Ligand‐Enabled Nondirected and Regioselective Arylation of Internal Alkenes with Simple Arenes

Regioselective functionalization of internal alkenes has become a highly efficient approach for preparing stereochemically defined multi-substituted olefins. Unlike traditional methods that require directing groups, activating groups, or active chemical bonds (e.g., halide, pseudo halide, organometallic reagent, etc.), there remains a strong demand for nondirected and selective functionalization of unactivated alkenes with simple coupling partners, both in academic research or industrial applications.

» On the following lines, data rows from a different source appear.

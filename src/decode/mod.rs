//! Response Decoding
//!
//! Turns backend response bodies into [`Frame`](crate::frame::Frame)s:
//!
//! - **Arrow IPC**: decoded batch by batch as bytes arrive
//! - **JSON**: `{columns, data}` rows with per-column type inference

mod error;
mod ipc;
mod json;

pub use error::{DecodeError, DecodeResult};
pub use ipc::{decode_arrow_stream, effective_timestamp_unit, to_millis, ArrowFrameDecoder};
pub use json::{decode_json, decode_json_value, parse_timestamp};

#[cfg(test)]
pub(crate) use ipc::encode_batches;
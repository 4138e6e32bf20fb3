//! Health Routes
//!
//! - GET /health/live - Liveness probe (process is alive)
//! - GET /health - Backend check through the configured datasource

use axum::{extract::State, http::StatusCode, Json};
use std::sync::Arc;
use tokio_util::sync::CancellationToken;

use crate::api::dto::HealthResponse;
use crate::api::state::AppState;
use crate::query::HealthStatus;

/// GET /health/live
///
/// Returns 200 if the process is alive, no dependency checks.
pub async fn liveness() -> StatusCode {
    StatusCode::OK
}

/// GET /health
///
/// Runs the backend health query. Responds 503 when the backend cannot be
/// reached or rejects the settings.
pub async fn backend_health(
    State(state): State<Arc<AppState>>,
) -> (StatusCode, Json<HealthResponse>) {
    let cancel = CancellationToken::new();
    let _guard = cancel.clone().drop_guard();

    let check = state.executor.check_health(&state.settings, &cancel).await;
    let code = match check.status {
        HealthStatus::Ok => StatusCode::OK,
        HealthStatus::Error => StatusCode::SERVICE_UNAVAILABLE,
    };

    let body = HealthResponse {
        status: check.status,
        message: check.message,
        uptime_seconds: state.uptime_seconds(),
        version: env!("CARGO_PKG_VERSION").to_string(),
    };
    (code, Json(body))
}
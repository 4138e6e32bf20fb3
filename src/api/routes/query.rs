//! Query Routes
//!
//! - POST /api/v1/query - Run a batch of queries

use axum::{extract::State, Json};
use chrono::{DateTime, NaiveDate, NaiveDateTime, Utc};
use std::sync::Arc;
use tokio_util::sync::CancellationToken;

use crate::api::dto::{QueryRequest, QueryResponse, TimeRangeDto};
use crate::api::error::{ApiError, ApiResult};
use crate::api::state::AppState;
use crate::frame::TimeRange;
use crate::query::DataQuery;

/// POST /api/v1/query
///
/// Run every query of the batch and return frames (or an error) per ref id.
/// Dropping the request cancels any chunks still in flight.
pub async fn execute_query(
    State(state): State<Arc<AppState>>,
    Json(req): Json<QueryRequest>,
) -> ApiResult<Json<QueryResponse>> {
    if req.queries.is_empty() {
        return Err(ApiError::Validation("queries cannot be empty".to_string()));
    }

    let now = Utc::now();
    let default_range = parse_time_range(&req.range, now)?;

    let mut queries = Vec::with_capacity(req.queries.len());
    for query in req.queries {
        if query.spec.ref_id.is_empty() {
            return Err(ApiError::Validation("refId is required".to_string()));
        }
        let range = match &query.range {
            Some(dto) => parse_time_range(dto, now)?,
            None => default_range,
        };
        queries.push(DataQuery {
            spec: query.spec,
            range,
        });
    }

    let cancel = CancellationToken::new();
    let _guard = cancel.clone().drop_guard();

    let results = state
        .executor
        .query_data(&state.settings, queries, &cancel)
        .await;

    Ok(Json(QueryResponse { results }))
}

/// Parse time range from DTO
fn parse_time_range(dto: &TimeRangeDto, now: DateTime<Utc>) -> ApiResult<TimeRange> {
    let from = parse_timestamp(&dto.from, now)?;
    let to = parse_timestamp(&dto.to, now)?;

    TimeRange::try_new(from, to)
        .ok_or_else(|| ApiError::Validation("from must not be after to".to_string()))
}

/// Parse a timestamp string
fn parse_timestamp(s: &str, now: DateTime<Utc>) -> ApiResult<DateTime<Utc>> {
    let invalid = || ApiError::Validation(format!("Cannot parse timestamp: {}", s));

    // Epoch milliseconds, as sent by most hosts
    if let Ok(ms) = s.parse::<i64>() {
        return DateTime::from_timestamp_millis(ms).ok_or_else(invalid);
    }

    if s.starts_with("now") {
        return parse_relative_time(s, now);
    }

    if let Ok(dt) = DateTime::parse_from_rfc3339(s) {
        return Ok(dt.with_timezone(&Utc));
    }

    // Without timezone, assume UTC
    if let Ok(dt) = NaiveDateTime::parse_from_str(s, "%Y-%m-%dT%H:%M:%S") {
        return Ok(dt.and_utc());
    }

    if let Ok(date) = NaiveDate::parse_from_str(s, "%Y-%m-%d") {
        return date
            .and_hms_opt(0, 0, 0)
            .map(|dt| dt.and_utc())
            .ok_or_else(invalid);
    }

    Err(invalid())
}

/// Parse relative time like "now-7d"
fn parse_relative_time(s: &str, now: DateTime<Utc>) -> ApiResult<DateTime<Utc>> {
    if s == "now" {
        return Ok(now);
    }

    let re = regex::Regex::new(r"^now-(\d+)([mhdw])$")
        .map_err(|_| ApiError::Internal("Regex error".to_string()))?;

    let caps = re.captures(s).ok_or_else(|| {
        ApiError::Validation(format!("Cannot parse relative time: {}", s))
    })?;

    let amount: i64 = caps[1]
        .parse()
        .map_err(|_| ApiError::Validation("Invalid number in time expression".to_string()))?;

    let offset = match &caps[2] {
        "m" => chrono::Duration::try_minutes(amount),
        "h" => chrono::Duration::try_hours(amount),
        "d" => chrono::Duration::try_days(amount),
        "w" => chrono::Duration::try_weeks(amount),
        unit => {
            return Err(ApiError::Validation(format!("Invalid time unit: {}", unit)));
        }
    };

    offset
        .and_then(|offset| now.checked_sub_signed(offset))
        .ok_or_else(|| ApiError::Validation(format!("Relative time out of range: {}", s)))
}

Herein, we report the development of a pyridone-oxazoline (Pyoox) type ligand that combines the features of both pyridone and pyridine-oxazoline in assisting Pd-catalyzed olefination. This ligand enables the activation of simple (hetero)arenes and internal alkenes within a single reaction system. A nondirected and regioselective arylation from simple raw materials has been achieved, providing a straightforward route to various trisubstituted olefins in moderate to excellent yields, with excellent regio-/stereocontrol. Experimental and computational studies on mechanisms offer insight into the distinctive properties and performance of this ligand-promoted catalysis. The synthetic utility of this method is further demonstrated by the simplified synthesis and late-stage diversification of bioactive molecules.